A further illustration of the “Art of the Soluble” strategy comes from the analysis of facial expression and movements for direct gesture-based interaction. While there is a large body of work on automatic facial expression recognition and lip reading within the computer vision and pattern recognition research communities, relatively few studies have examined the possible use of the face in direct, intentional interaction with computers. However, the complex musculature of the face and extensive cortical circuitry devoted to facial control suggest that motor actions of the face could play a complementary or supplementary role to that played by the hands in HCI (Lyons, 2004).

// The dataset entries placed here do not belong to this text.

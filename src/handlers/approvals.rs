use async_trait::async_trait;
use tracing::{info, warn};

use crate::db::{BundleRepository, MatchRepository};
use crate::dispatcher::MessageHandler;
use crate::error::{AppError, Result};
use crate::queue::{Message, MessageBody};

/// `match_status_change` -> bundle status transition.
pub struct StatusChangeHandler {
    bundles: BundleRepository,
}

impl StatusChangeHandler {
    pub fn new(bundles: BundleRepository) -> Self {
        Self { bundles }
    }
}

#[async_trait]
impl MessageHandler for StatusChangeHandler {
    async fn handle(&self, message: &Message) -> Result<()> {
        let MessageBody::MatchStatusChange(change) = &message.body else {
            return Err(AppError::Handler(format!("unexpected {} for status change handler", message.kind())));
        };
        match self
            .bundles
            .transition_status(&change.bundle_id, change.status, change.reviewed_by.as_deref())
            .await
        {
            Ok(_) => Ok(()),
            // Redelivery cannot make this transition valid.
            Err(e @ AppError::InvalidStatusTransition { .. }) => {
                warn!(bundle_id = %change.bundle_id, "Ignoring status change: {e}");
                Ok(())
            }
            Err(e) => Err(e),
        }
    }
}

/// `match_approval_needed` -> proposal marked as awaiting review.
pub struct ApprovalNeededHandler {
    matches: MatchRepository,
}

impl ApprovalNeededHandler {
    pub fn new(matches: MatchRepository) -> Self {
        Self { matches }
    }
}

#[async_trait]
impl MessageHandler for ApprovalNeededHandler {
    async fn handle(&self, message: &Message) -> Result<()> {
        let MessageBody::MatchApprovalNeeded(approval) = &message.body else {
            return Err(AppError::Handler(format!("unexpected {} for approval handler", message.kind())));
        };
        if self.matches.mark_pending_review(&approval.match_id).await? {
            info!(
                match_id = %approval.match_id,
                score = approval.compatibility_score,
                opportunities = approval.opportunities_count,
                "Match awaiting review"
            );
        } else {
            warn!(match_id = %approval.match_id, "No queued proposal for approval request");
        }
        Ok(())
    }
}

One of us (MJL) has explored this idea through a series of related projects which make use of vision-based methods to capture movement of the head and facial features and apply these to intentional, direct interaction with computers. For example we have designed and implemented systems which make use of head and mouth motions were for the purposes of hands-free text entry (De Silva, Lyons, Kawato, & Tetsutani, 2003) and single-stroke text character entry on small keyboards such as those found on mobile phones (Lyons, Chan, & Tetsutani, 2004). In other projects we have used action of the mouth and face for digital sketching (Chan, Lyons, & Tetsutani, 2003) and musical expression (Lyons & Tetsutani, 2001).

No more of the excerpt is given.